Un trait commun de la nature fait du monde entier une seule famille.

 

William Shakespeare –

Dès leur naissance, les jeunes enfants cherchent constamment à donner du sens à leur environnement, activité que nous définissons comme « apprendre » au sens large. Même les tout-petits sont “naturellement programmés” pour déceler les indices les plus importants du tourbillon d’expériences sensorielles auquel ils sont exposés. Ils peuvent ainsi repérer des éléments essentiels qui rendront leur compréhension de la réalité aussi précise que possible. Il n’est donc guère surprenant de constater que les jeunes enfants développent et perfectionnent ces compétences d’apprentissage global qui les ont si bien servi et qui les attirent vers des domaines multisensoriels comme les paysages extérieurs.

Au plein air : les apprenants dans leur élément

Comme le souligne la psychologue du développement, Alison Gopnik,  «[…] Les [jeunes] enfants sont beaucoup, beaucoup plus intelligents que nous n’aurions jamais pensé. Leurs cerveaux sont plus connectés, plus flexibles et plus actifs qu’ils ne le seront jamais. Ils pensent déjà de manière abstraite, raisonnent et tirent les bonnes conclusions des données. » Cette prédisposition à « apprendre à 360 °» est une explication de l’excitation, de l’enthousiasme et de l’engagement intense que les jeunes enfants manifestent au cours de jeux en plein air.

Des ressources sur mesure pour la “pédagogie du plein air”

En examinant la diversité et l’ampleur de l’environnement extérieur, Kellert (2002) a identifié sept catégories d’expériences immersives dérivées de la nature :

  • La dimension esthétique fait référence à la beauté du monde naturel.
  • L’ humaniste reconnaît notre engagement émotif envers la nature et les paysages.
  • Le moraliste évoque notre attachement spirituel et notre sens de la responsabilité éthique pour la conservation de l’environnement.
  • Le scientifique englobe notre besoin primordial de comprendre l’ordre naturel.
  • L’utilitaire exprime l’utilisation humaine de ces mêmes forces et cycles naturels.
  • Le symbolique détaille notre utilisation de l’imagerie naturelle en pensée et en langage.
  • Le naturaliste renvoie à notre expérience directe des phénomènes naturels.

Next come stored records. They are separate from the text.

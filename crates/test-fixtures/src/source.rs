//! In-memory [`IAnswerSource`] implementations.

use std::collections::BTreeMap;
use std::sync::atomic::{AtomicUsize, Ordering};

use chrono::{DateTime, Duration, TimeZone, Utc};

use atec_core::errors::{AtecError, AtecResult, StorageError};
use atec_core::models::{AnswerRecord, ClientId, EvaluationId, QuestionId, QuestionRecord};
use atec_core::traits::IAnswerSource;

/// Metadata for a question with generated text.
pub fn question(question_id: QuestionId) -> QuestionRecord {
    QuestionRecord {
        question_id,
        number: question_id,
        content: format!("Question {question_id}"),
        area: if question_id % 2 == 0 { "motor" } else { "social" }.to_string(),
    }
}

fn created_at(evaluation_id: EvaluationId) -> DateTime<Utc> {
    Utc.with_ymd_and_hms(2024, 1, 1, 0, 0, 0).unwrap() + Duration::hours(evaluation_id)
}

/// Answer source backed by plain collections, filtering the same way the
/// SQLite queries do.
#[derive(Debug, Default)]
pub struct InMemoryAnswerSource {
    evaluations: BTreeMap<EvaluationId, ClientId>,
    answers: Vec<AnswerRecord>,
    questions: BTreeMap<QuestionId, QuestionRecord>,
    question_fetches: AtomicUsize,
}

impl InMemoryAnswerSource {
    pub fn new() -> Self {
        Self::default()
    }

    /// Register an evaluation, with or without answers.
    pub fn add_evaluation(&mut self, evaluation_id: EvaluationId, client_id: ClientId) -> &mut Self {
        self.evaluations.insert(evaluation_id, client_id);
        self
    }

    /// Record an answer, registering its evaluation if needed.
    pub fn add_answer(
        &mut self,
        evaluation_id: EvaluationId,
        client_id: ClientId,
        question_id: QuestionId,
        score: f64,
    ) -> &mut Self {
        self.evaluations.entry(evaluation_id).or_insert(client_id);
        self.answers.push(AnswerRecord::new(
            evaluation_id,
            client_id,
            question_id,
            score,
            created_at(evaluation_id),
        ));
        self
    }

    pub fn add_question(&mut self, record: QuestionRecord) -> &mut Self {
        self.questions.insert(record.question_id, record);
        self
    }

    /// Add generated metadata for every question that has an answer.
    pub fn add_questions_for_answers(&mut self) -> &mut Self {
        let ids: Vec<QuestionId> = self.answers.iter().map(|a| a.question_id).collect();
        for id in ids {
            self.questions.entry(id).or_insert_with(|| question(id));
        }
        self
    }

    /// How many times `fetch_questions` has been called.
    pub fn question_fetches(&self) -> usize {
        self.question_fetches.load(Ordering::SeqCst)
    }

    /// Answers matching `keep`, ordered by evaluation id then insertion.
    fn select(&self, keep: impl Fn(&AnswerRecord) -> bool) -> Vec<AnswerRecord> {
        let mut rows: Vec<AnswerRecord> = self.answers.iter().filter(|a| keep(a)).cloned().collect();
        rows.sort_by_key(|a| a.evaluation_id);
        rows
    }
}

impl IAnswerSource for InMemoryAnswerSource {
    fn fetch_answers(
        &self,
        client_id: ClientId,
        evaluation_id: EvaluationId,
    ) -> AtecResult<Vec<AnswerRecord>> {
        Ok(self.select(|a| a.client_id != client_id || a.evaluation_id == evaluation_id))
    }

    fn fetch_questions(&self) -> AtecResult<Vec<QuestionRecord>> {
        self.question_fetches.fetch_add(1, Ordering::SeqCst);
        Ok(self.questions.values().cloned().collect())
    }

    fn fetch_subsequent_answers(
        &self,
        after_evaluation_id: EvaluationId,
        client_id: ClientId,
        limit: usize,
    ) -> AtecResult<Vec<AnswerRecord>> {
        let mut rows =
            self.select(|a| a.evaluation_id > after_evaluation_id && a.client_id == client_id);
        rows.truncate(limit);
        Ok(rows)
    }

    fn evaluation_belongs_to_client(
        &self,
        client_id: ClientId,
        evaluation_id: EvaluationId,
    ) -> AtecResult<bool> {
        Ok(self.evaluations.get(&evaluation_id) == Some(&client_id))
    }
}

/// Which call of a [`FailingAnswerSource`] returns an error.
#[derive(Debug, Clone, Copy, PartialEq, Eq)]
pub enum FailPoint {
    Relation,
    Answers,
    Questions,
    SubsequentAnswers,
}

/// Delegates to an inner source but fails one kind of call with a busy error.
pub struct FailingAnswerSource<S> {
    inner: S,
    fail_on: FailPoint,
}

impl<S: IAnswerSource> FailingAnswerSource<S> {
    pub fn new(inner: S, fail_on: FailPoint) -> Self {
        Self { inner, fail_on }
    }

    fn check(&self, point: FailPoint) -> AtecResult<()> {
        if self.fail_on == point {
            return Err(AtecError::Dependency(StorageError::Busy {
                message: format!("injected failure at {point:?}"),
            }));
        }
        Ok(())
    }
}

impl<S: IAnswerSource> IAnswerSource for FailingAnswerSource<S> {
    fn fetch_answers(
        &self,
        client_id: ClientId,
        evaluation_id: EvaluationId,
    ) -> AtecResult<Vec<AnswerRecord>> {
        self.check(FailPoint::Answers)?;
        self.inner.fetch_answers(client_id, evaluation_id)
    }

    fn fetch_questions(&self) -> AtecResult<Vec<QuestionRecord>> {
        self.check(FailPoint::Questions)?;
        self.inner.fetch_questions()
    }

    fn fetch_subsequent_answers(
        &self,
        after_evaluation_id: EvaluationId,
        client_id: ClientId,
        limit: usize,
    ) -> AtecResult<Vec<AnswerRecord>> {
        self.check(FailPoint::SubsequentAnswers)?;
        self.inner
            .fetch_subsequent_answers(after_evaluation_id, client_id, limit)
    }

    fn evaluation_belongs_to_client(
        &self,
        client_id: ClientId,
        evaluation_id: EvaluationId,
    ) -> AtecResult<bool> {
        self.check(FailPoint::Relation)?;
        self.inner.evaluation_belongs_to_client(client_id, evaluation_id)
    }
}
use serde::{Deserialize, Serialize};

use super::QuestionId;

/// One recommended follow-up question, in rank order.
#[derive(Debug, Clone, PartialEq, Serialize, Deserialize)]
pub struct RecommendationItem {
    pub question_id: QuestionId,
    pub number: i64,
    pub content: String,
    pub area: String,
    /// 1-based position in the final list.
    pub rank: usize,
    /// Value the rank was derived from: the gap in gap mode,
    /// the neighbor aggregate in unanswered mode.
    pub score: f64,
}

/// Why a successful computation produced no recommendations.
#[derive(Debug, Clone, Copy, PartialEq, Eq, Serialize, Deserialize)]
#[serde(rename_all = "snake_case")]
pub enum NoSignalReason {
    /// The target is the only evaluation in the comparison set.
    NoNeighbors,
    /// Neighbors were found but none had answers to aggregate.
    NoNeighborHistory,
    /// Aggregates exist but no question passed the ranking filter.
    NoQualifyingQuestions,
}

impl NoSignalReason {
    /// Human-readable explanation for the response payload.
    pub fn message(self) -> &'static str {
        match self {
            Self::NoNeighbors => "No similar evaluations were found.",
            Self::NoNeighborHistory => "No data returned for the similar evaluations.",
            Self::NoQualifyingQuestions => {
                "Similar evaluations produced no question worth recommending."
            }
        }
    }
}

/// Result of a recommendation request.
#[derive(Debug, Clone, PartialEq, Serialize, Deserialize)]
#[serde(tag = "outcome", content = "data", rename_all = "snake_case")]
pub enum RecommendOutcome {
    Recommendations(Vec<RecommendationItem>),
    NoSignal(NoSignalReason),
}

impl RecommendOutcome {
    pub fn is_no_signal(&self) -> bool {
        matches!(self, Self::NoSignal(_))
    }

    /// Recommended items, empty for a no-signal outcome.
    pub fn items(&self) -> &[RecommendationItem] {
        match self {
            Self::Recommendations(items) => items,
            Self::NoSignal(_) => &[],
        }
    }

    /// Question ids in rank order.
    pub fn question_ids(&self) -> Vec<QuestionId> {
        self.items().iter().map(|i| i.question_id).collect()
    }
}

Ce catalogue complet de Kellert sur le monde extérieur illustre sa formidable capacité à fasciner les jeunes apprenants. Ce concept est repris par Thomas et Harding dans leur concept des « zones de développement », cadre que les auteurs utilisent pour discuter du jeu en plein air et de son rôle dans l’apprentissage. Ces zones de développement se présentent sous quatre formes : physique, cognitif, émotionnel, social et spirituel. Ces domaines sont une structure utile pour réfléchir aux aspects clés de l’enseignement et de l’apprentissage en plein air.

Des activités physiques importantes pour le développement global de l’enfant

Chaque enfant entre 1 et 7 ans a  « autant besoin de nourriture que d’air » ; « se déplacer, courir, trouver des choses par un nouveau mouvement, sentir la vie dans chaque membre, c’est la vie de la petite enfance ». Comme Margaret McMillan l’indique, les activités physiques favorisent non seulement la santé et la croissance physique, mais sont également un précurseur essentiel du développement cognitif. Thomas et Harding détaillent son importance en expliquant que « les enfants doivent faire l’expérience du monde à travers leurs sens et leurs mouvements avant de pouvoir développer des cartes mentales et des pensées abstraites ».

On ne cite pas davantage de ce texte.